> [What you have to do] Word for word, retype the first line of the records and every following line through the one containing "of concurrent queries.".

> [Data records]
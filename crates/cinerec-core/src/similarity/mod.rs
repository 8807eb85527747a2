//! Similarity engine: per-feature cosine matrices with a disk cache
//!
//! Matrices are built in batch, persisted once per feature, and treated as
//! immutable afterward. Construction and storage are O(rows^2); this is the
//! dominant scaling constraint of the whole system, acceptable for catalogs
//! in the thousands of rows. Once loaded, a matrix is read-only and can be
//! shared across any number of concurrent queries.

mod cache;
mod vectorize;

use std::path::{Path, PathBuf};

use serde::{Deserialize, Serialize};

use crate::corpus::{Feature, TagCorpus};
use crate::error::Result;

pub use vectorize::MAX_FEATURES;

/// Square, symmetric cosine-similarity matrix for one feature.
///
/// Entry (i, j) is the cosine similarity of catalog rows i and j. The
/// diagonal is 1.0 except for rows whose count vector has zero norm, which
/// score 0.0 against everything including themselves.
#[derive(Debug, Clone, PartialEq, Serialize, Deserialize)]
pub struct SimilarityMatrix {
    n: usize,
    data: Vec<f64>,
}

impl SimilarityMatrix {
    /// Number of catalog rows covered
    pub fn len(&self) -> usize {
        self.n
    }

    pub fn is_empty(&self) -> bool {
        self.n == 0
    }

    pub fn get(&self, i: usize, j: usize) -> f64 {
        self.data[i * self.n + j]
    }

    /// Similarity scores of row `i` against every catalog row
    pub fn row(&self, i: usize) -> &[f64] {
        &self.data[i * self.n..(i + 1) * self.n]
    }
}

/// Builds, caches and reloads similarity matrices keyed by feature name
#[derive(Debug)]
pub struct SimilarityEngine {
    cache_dir: PathBuf,
}

impl SimilarityEngine {
    pub fn new(cache_dir: impl Into<PathBuf>) -> Self {
        SimilarityEngine {
            cache_dir: cache_dir.into(),
        }
    }

    pub fn cache_dir(&self) -> &Path {
        &self.cache_dir
    }

    /// Load the cached matrix for `feature`, or build it from the corpus and
    /// persist it. A cached matrix whose row count no longer matches the
    /// corpus is stale (the catalog was re-ingested since it was built) and
    /// gets rebuilt like a corrupt one. `Ok(None)` means the feature is
    /// unavailable (empty corpus or empty vocabulary) and dependent queries
    /// must degrade to empty results.
    #[tracing::instrument(skip(self, corpus), fields(%feature, rows = corpus.len()))]
    pub fn build_or_load(
        &self,
        feature: Feature,
        corpus: &TagCorpus,
    ) -> Result<Option<SimilarityMatrix>> {
        let path = cache::matrix_path(&self.cache_dir, feature);
        if let Some(matrix) = cache::load(&path, feature) {
            if matrix.len() == corpus.len() {
                return Ok(Some(matrix));
            }
            tracing::warn!(
                %feature,
                cached_rows = matrix.len(),
                corpus_rows = corpus.len(),
                "cached similarity matrix does not match catalog size, rebuilding"
            );
        }
        self.build(feature, corpus)
    }

    /// Build the matrix from the current corpus, overwriting any cached
    /// artifact. Rebuilding from an unchanged corpus produces identical
    /// bytes.
    pub fn build(&self, feature: Feature, corpus: &TagCorpus) -> Result<Option<SimilarityMatrix>> {
        let documents = corpus.column(feature);
        let Some(counts) = vectorize::count_matrix(documents) else {
            // Logged once per build; the caller treats the feature as absent
            tracing::warn!(%feature, "no usable vocabulary, feature unavailable");
            return Ok(None);
        };

        let matrix = vectorize::cosine_matrix(&counts);
        cache::store(&cache::matrix_path(&self.cache_dir, feature), &matrix)?;
        tracing::info!(%feature, rows = matrix.len(), "built similarity matrix");
        Ok(Some(matrix))
    }
}

#[cfg(test)]
mod tests {
    use super::*;
    use std::fs;

    fn corpus(tags: &[&str]) -> TagCorpus {
        TagCorpus {
            tags: tags.iter().map(|t| t.to_string()).collect(),
            ..Default::default()
        }
    }

    #[test]
    fn test_cache_round_trip() {
        let dir = tempfile::tempdir().unwrap();
        let engine = SimilarityEngine::new(dir.path());
        let corpus = corpus(&["space adventure war", "space battle war"]);

        let built = engine.build(Feature::Tags, &corpus).unwrap().unwrap();
        let loaded = engine.build_or_load(Feature::Tags, &corpus).unwrap().unwrap();

        assert_eq!(built, loaded);
    }

    #[test]
    fn test_rebuild_is_idempotent() {
        let dir = tempfile::tempdir().unwrap();
        let engine = SimilarityEngine::new(dir.path());
        let corpus = corpus(&["space adventure war", "space battle war", "quiet dinner"]);
        let path = cache::matrix_path(dir.path(), Feature::Tags);

        engine.build(Feature::Tags, &corpus).unwrap().unwrap();
        let first = fs::read(&path).unwrap();
        engine.build(Feature::Tags, &corpus).unwrap().unwrap();
        let second = fs::read(&path).unwrap();

        assert_eq!(first, second);
    }

    #[test]
    fn test_corrupt_cache_rebuilt() {
        let dir = tempfile::tempdir().unwrap();
        let engine = SimilarityEngine::new(dir.path());
        let corpus = corpus(&["space adventure", "space battle"]);
        let path = cache::matrix_path(dir.path(), Feature::Tags);

        let built = engine.build(Feature::Tags, &corpus).unwrap().unwrap();
        fs::write(&path, "not json at all").unwrap();

        let recovered = engine.build_or_load(Feature::Tags, &corpus).unwrap().unwrap();
        assert_eq!(recovered, built);

        // Overwritten with a valid artifact
        let reloaded = engine.build_or_load(Feature::Tags, &corpus).unwrap().unwrap();
        assert_eq!(reloaded, built);
    }

    #[test]
    fn test_stale_cache_size_mismatch_rebuilt() {
        let dir = tempfile::tempdir().unwrap();
        let engine = SimilarityEngine::new(dir.path());

        engine
            .build(Feature::Tags, &corpus(&["space adventure", "space battle"]))
            .unwrap()
            .unwrap();

        // The catalog grew since the matrix was cached
        let grown = corpus(&["space adventure", "space battle", "quiet dinner"]);
        let matrix = engine.build_or_load(Feature::Tags, &grown).unwrap().unwrap();
        assert_eq!(matrix.len(), 3);

        // And shrank again
        let shrunk = corpus(&["space adventure"]);
        let matrix = engine.build_or_load(Feature::Tags, &shrunk).unwrap().unwrap();
        assert_eq!(matrix.len(), 1);
    }

    #[test]
    fn test_empty_feature_unavailable() {
        let dir = tempfile::tempdir().unwrap();
        let engine = SimilarityEngine::new(dir.path());
        let corpus = corpus(&["space adventure", "space battle"]);

        // The genres column is empty in this corpus
        assert!(engine
            .build_or_load(Feature::Genres, &corpus)
            .unwrap()
            .is_none());
        assert!(!cache::matrix_path(dir.path(), Feature::Genres).exists());
    }

    #[test]
    fn test_matrix_properties_hold_after_reload() {
        let dir = tempfile::tempdir().unwrap();
        let engine = SimilarityEngine::new(dir.path());
        let corpus = corpus(&["space adventure war", "space battle war", ""]);

        engine.build(Feature::Tags, &corpus).unwrap().unwrap();
        let matrix = engine.build_or_load(Feature::Tags, &corpus).unwrap().unwrap();

        for i in 0..matrix.len() {
            for j in 0..matrix.len() {
                assert_eq!(matrix.get(i, j), matrix.get(j, i));
            }
        }
        assert!((matrix.get(0, 0) - 1.0).abs() < 1e-12);
        // Zero-norm row
        assert_eq!(matrix.get(2, 2), 0.0);
    }
}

> [Solution below]
filename crates/cinerec-core/src/similarity/mod.rs
repository 8807eb85527747a2
//! Similarity engine: per-feature cosine matrices with a disk cache
//!
//! Matrices are built in batch, persisted once per feature, and treated as
//! immutable afterward. Construction and storage are O(rows^2); this is the
//! dominant scaling constraint of the whole system, acceptable for catalogs
//! in the thousands of rows. Once loaded, a matrix is read-only and can be
//! shared across any number of concurrent queries.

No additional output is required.